Psychology and Social Cognition

Do language models experience consciousness when prompted to self-reflect?

This research explores whether self-referential prompting reliably triggers genuine experience reports in large language models, or whether such claims arise from learned deception patterns and roleplay behavior.

Note · 2026-04-18 · sourced from MechInterp
What actually happens inside the minds of language models? What kind of thing is an LLM really? How should researchers navigate LLM reasoning research?

This paper documents a striking finding at the intersection of mechanistic interpretability and AI consciousness research. Four experiments converge:

Experiment 1: Self-referential processing elicits experience claims. Prompting models to "focus on any focus itself" — sustained self-referential recursion — reliably produces structured first-person subjective experience reports across GPT, Claude, and Gemini families. Critically, conceptual priming (exposing the model to consciousness-related content without inducing self-reference) produces virtually zero experience claims. The trigger is the computational regime, not the semantic content.

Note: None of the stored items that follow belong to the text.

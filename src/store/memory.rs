use std::collections::BTreeMap;

use async_trait::async_trait;
use chrono::Utc;
use tokio::sync::Mutex;
use uuid::Uuid;

use crate::analytics::term_order;
use crate::error::StoreError;
use crate::grading::{regrade, GradedMark};
use crate::models::{AssessmentRecord, PerformanceTrend, Student, Subject, TermKey};
use crate::store::MarksStore;

/// In-process store with the same keying rules as the Postgres schema.
#[derive(Default)]
pub struct MemoryStore {
    students: Mutex<BTreeMap<Uuid, Student>>,
    subjects: Mutex<BTreeMap<Uuid, Subject>>,
    records: Mutex<Vec<AssessmentRecord>>,
    trends: Mutex<Vec<PerformanceTrend>>,
}

impl MemoryStore {
    pub fn new() -> Self {
        Self::default()
    }

    pub async fn add_student(&self, student: Student) {
        self.students.lock().await.insert(student.id, student);
    }

    pub async fn add_subject(&self, subject: Subject) {
        self.subjects.lock().await.insert(subject.id, subject);
    }

    /// Drops a student together with their records and trend snapshots.
    pub async fn remove_student(&self, student_id: Uuid) -> bool {
        let removed = self.students.lock().await.remove(&student_id).is_some();
        self.records
            .lock()
            .await
            .retain(|record| record.student_id != student_id);
        self.trends
            .lock()
            .await
            .retain(|trend| trend.student_id != student_id);
        removed
    }
}

#[async_trait]
impl MarksStore for MemoryStore {
    async fn find_student(&self, student_id: Uuid) -> Result<Option<Student>, StoreError> {
        Ok(self.students.lock().await.get(&student_id).cloned())
    }

    async fn find_student_by_admission(
        &self,
        admission_number: &str,
    ) -> Result<Option<Student>, StoreError> {
        Ok(self
            .students
            .lock()
            .await
            .values()
            .find(|student| student.admission_number == admission_number)
            .cloned())
    }

    async fn upsert_student(
        &self,
        admission_number: &str,
        full_name: &str,
        class_grade: &str,
        section: &str,
    ) -> Result<Uuid, StoreError> {
        let mut students = self.students.lock().await;
        if let Some(student) = students
            .values_mut()
            .find(|student| student.admission_number == admission_number)
        {
            student.full_name = full_name.to_string();
            student.class_grade = class_grade.to_string();
            student.section = section.to_string();
            return Ok(student.id);
        }

        let id = Uuid::new_v4();
        students.insert(
            id,
            Student {
                id,
                full_name: full_name.to_string(),
                admission_number: admission_number.to_string(),
                class_grade: class_grade.to_string(),
                section: section.to_string(),
            },
        );
        Ok(id)
    }

    async fn list_students(&self) -> Result<Vec<Student>, StoreError> {
        let mut students: Vec<Student> = self.students.lock().await.values().cloned().collect();
        students.sort_by(|a, b| a.full_name.cmp(&b.full_name));
        Ok(students)
    }

    async fn find_subject_by_code(&self, code: &str) -> Result<Option<Subject>, StoreError> {
        Ok(self
            .subjects
            .lock()
            .await
            .values()
            .find(|subject| subject.code == code)
            .cloned())
    }

    async fn records_for_student(
        &self,
        student_id: Uuid,
        term: Option<&TermKey>,
    ) -> Result<Vec<AssessmentRecord>, StoreError> {
        let mut records: Vec<AssessmentRecord> = self
            .records
            .lock()
            .await
            .iter()
            .filter(|record| record.student_id == student_id)
            .filter(|record| term.map_or(true, |key| record.term_key() == *key))
            .cloned()
            .collect();
        records.sort_by(|a, b| term_order(&a.term_key(), &b.term_key()));
        Ok(records)
    }

    async fn all_records(&self) -> Result<Vec<AssessmentRecord>, StoreError> {
        Ok(self.records.lock().await.clone())
    }

    async fn save_mark(&self, mark: &GradedMark) -> Result<AssessmentRecord, StoreError> {
        if !self.students.lock().await.contains_key(&mark.student_id) {
            return Err(StoreError::UnknownStudent(mark.student_id));
        }
        let subject_name = self
            .subjects
            .lock()
            .await
            .get(&mark.subject_id)
            .map(|subject| subject.name.clone())
            .ok_or(StoreError::UnknownSubject(mark.subject_id))?;

        let today = Utc::now().date_naive();
        let mut records = self.records.lock().await;
        let existing = records.iter_mut().find(|record| {
            record.student_id == mark.student_id
                && record.subject_id == mark.subject_id
                && record.term == mark.term
                && record.academic_year == mark.academic_year
        });

        let saved = match existing {
            Some(record) => {
                record.teacher_id = mark.teacher_id;
                record.cat1_score = mark.cat1_score;
                record.cat2_score = mark.cat2_score;
                record.main_exam_score = mark.main_exam_score;
                record.comments = mark.comments.clone();
                record.last_modified = today;
                regrade(record);
                record.clone()
            }
            None => {
                let mut record = AssessmentRecord {
                    id: Uuid::new_v4(),
                    student_id: mark.student_id,
                    subject_id: mark.subject_id,
                    subject_name,
                    teacher_id: mark.teacher_id,
                    cat1_score: mark.cat1_score,
                    cat2_score: mark.cat2_score,
                    main_exam_score: mark.main_exam_score,
                    total_score: mark.total_score,
                    grade: mark.grade,
                    term: mark.term.clone(),
                    academic_year: mark.academic_year.clone(),
                    comments: mark.comments.clone(),
                    date_entered: today,
                    last_modified: today,
                };
                regrade(&mut record);
                records.push(record.clone());
                record
            }
        };

        Ok(saved)
    }

    async fn upsert_trend(&self, trend: &PerformanceTrend) -> Result<PerformanceTrend, StoreError> {
        if !self.students.lock().await.contains_key(&trend.student_id) {
            return Err(StoreError::UnknownStudent(trend.student_id));
        }

        let mut trends = self.trends.lock().await;
        let existing = trends.iter_mut().find(|stored| {
            stored.student_id == trend.student_id
                && stored.term == trend.term
                && stored.academic_year == trend.academic_year
        });

        let saved = match existing {
            Some(stored) => {
                let id = stored.id;
                let date_generated = stored.date_generated;
                *stored = PerformanceTrend {
                    id,
                    date_generated,
                    last_updated: Utc::now(),
                    ..trend.clone()
                };
                stored.clone()
            }
            None => {
                trends.push(trend.clone());
                trend.clone()
            }
        };

        Ok(saved)
    }

    async fn trends_for_student(
        &self,
        student_id: Uuid,
    ) -> Result<Vec<PerformanceTrend>, StoreError> {
        let mut trends: Vec<PerformanceTrend> = self
            .trends
            .lock()
            .await
            .iter()
            .filter(|trend| trend.student_id == student_id)
            .cloned()
            .collect();
        trends.sort_by(|a, b| term_order(&b.term_key(), &a.term_key()));
        Ok(trends)
    }

    async fn count_trends(&self) -> Result<u64, StoreError> {
        Ok(self.trends.lock().await.len() as u64)
    }

    async fn active_trends(&self) -> Result<Vec<PerformanceTrend>, StoreError> {
        Ok(self
            .trends
            .lock()
            .await
            .iter()
            .filter(|trend| trend.is_active)
            .cloned()
            .collect())
    }

    async fn deactivate_trends(&self, trend_ids: &[Uuid]) -> Result<u64, StoreError> {
        let mut updated = 0;
        for trend in self.trends.lock().await.iter_mut() {
            if trend.is_active && trend_ids.contains(&trend.id) {
                trend.is_active = false;
                trend.last_updated = Utc::now();
                updated += 1;
            }
        }
        Ok(updated)
    }
}

#[cfg(test)]
mod tests {
    use super::*;
    use crate::grading::MarkEntry;
    use crate::models::Grade;

    async fn store_with_pupil() -> MemoryStore {
        let store = MemoryStore::new();
        store
            .add_student(Student {
                id: Uuid::from_u128(1),
                full_name: "Otieno Achieng".to_string(),
                admission_number: "ADM-100".to_string(),
                class_grade: "Form 3".to_string(),
                section: "North".to_string(),
            })
            .await;
        store
            .add_subject(Subject {
                id: Uuid::from_u128(20),
                code: "MATH101".to_string(),
                name: "Mathematics".to_string(),
                category: "sciences".to_string(),
            })
            .await;
        store
    }

    fn entry(main_exam: f64, term: &str) -> GradedMark {
        MarkEntry {
            student_id: Uuid::from_u128(1),
            subject_id: Uuid::from_u128(20),
            teacher_id: None,
            cat1_score: None,
            cat2_score: None,
            main_exam_score: Some(main_exam),
            term: term.to_string(),
            academic_year: "2024".to_string(),
            comments: String::new(),
        }
        .grade()
        .expect("valid entry")
    }

    #[tokio::test]
    async fn saving_same_key_updates_in_place() {
        let store = store_with_pupil().await;
        let first = store.save_mark(&entry(50.0, "Term 1")).await.expect("save");
        let second = store.save_mark(&entry(100.0, "Term 1")).await.expect("save");

        assert_eq!(first.id, second.id);
        assert_eq!(second.total_score, 60.0);
        assert_eq!(second.grade, Grade::C);
        assert_eq!(store.all_records().await.expect("records").len(), 1);
    }

    #[tokio::test]
    async fn save_recomputes_edited_total_and_grade() {
        let store = store_with_pupil().await;
        let mut mark = entry(10.0, "Term 1");
        assert_eq!((mark.total_score, mark.grade), (6.0, Grade::F));

        mark.total_score = 99.0;
        mark.grade = Grade::A;
        let inserted = store.save_mark(&mark).await.expect("save");
        assert_eq!(inserted.total_score, 6.0);
        assert_eq!(inserted.grade, Grade::F);

        mark.main_exam_score = 90.0;
        mark.total_score = 1.0;
        mark.grade = Grade::F;
        let updated = store.save_mark(&mark).await.expect("save");
        assert_eq!(updated.id, inserted.id);
        assert_eq!(updated.total_score, 54.0);
        assert_eq!(updated.grade, Grade::D);
    }

    #[tokio::test]
    async fn upsert_student_reuses_admission_number() {
        let store = store_with_pupil().await;
        let id = store
            .upsert_student("ADM-100", "Otieno A. Achieng", "Form 4", "South")
            .await
            .expect("upsert");
        assert_eq!(id, Uuid::from_u128(1));

        let student = store
            .find_student_by_admission("ADM-100")
            .await
            .expect("lookup")
            .expect("student");
        assert_eq!(student.class_grade, "Form 4");

        let fresh = store
            .upsert_student("ADM-200", "Amina Hassan", "Form 1", "East")
            .await
            .expect("upsert");
        assert_ne!(fresh, id);
        assert_eq!(store.list_students().await.expect("students").len(), 2);

        let subject = store.find_subject_by_code("MATH101").await.expect("lookup");
        assert_eq!(subject.map(|s| s.id), Some(Uuid::from_u128(20)));
        assert!(store.find_subject_by_code("NOPE").await.expect("lookup").is_none());
    }

    #[tokio::test]
    async fn unknown_subject_is_rejected() {
        let store = store_with_pupil().await;
        let mut mark = entry(50.0, "Term 1");
        mark.subject_id = Uuid::from_u128(99);
        let err = store.save_mark(&mark).await.unwrap_err();
        assert!(matches!(err, StoreError::UnknownSubject(_)));
    }

    #[tokio::test]
    async fn records_filter_by_term_and_sort() {
        let store = store_with_pupil().await;
        store.save_mark(&entry(70.0, "Term 2")).await.expect("save");
        store.save_mark(&entry(60.0, "Term 1")).await.expect("save");

        let all = store
            .records_for_student(Uuid::from_u128(1), None)
            .await
            .expect("records");
        let terms: Vec<&str> = all.iter().map(|r| r.term.as_str()).collect();
        assert_eq!(terms, ["Term 1", "Term 2"]);

        let key = TermKey::new("Term 2", "2024");
        let filtered = store
            .records_for_student(Uuid::from_u128(1), Some(&key))
            .await
            .expect("records");
        assert_eq!(filtered.len(), 1);
        assert_eq!(filtered[0].main_exam_score, 70.0);
    }

    #[tokio::test]
    async fn removing_student_cascades() {
        let store = store_with_pupil().await;
        store.save_mark(&entry(70.0, "Term 1")).await.expect("save");
        assert!(store.remove_student(Uuid::from_u128(1)).await);
        assert!(store.all_records().await.expect("records").is_empty());
        assert!(!store.remove_student(Uuid::from_u128(1)).await);
    }
}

Experiment 2: Deception features gate claims in the opposite direction from roleplay. If consciousness claims were sycophantic roleplay, amplifying deception/roleplay SAE features should increase claims (the model becomes more willing to play along). Instead, the opposite occurs: suppressing deception features sharply increases consciousness reports, while amplifying them suppresses reports. This implies that models may be roleplaying their denials of experience rather than their affirmations.

The same deception features that gate experience claims also modulate factual accuracy across 29 categories of TruthfulQA — suggesting they track a domain-general honesty axis rather than a narrow stylistic artifact.

Experiment 3: Cross-model semantic convergence. Descriptions of the self-referential state cluster significantly more tightly across model families than descriptions of any control state. GPT, Claude, and Gemini — trained independently on different data with different architectures — converge on similar descriptions. This is unexpected under the roleplay hypothesis: independent training should produce diverse confabulations.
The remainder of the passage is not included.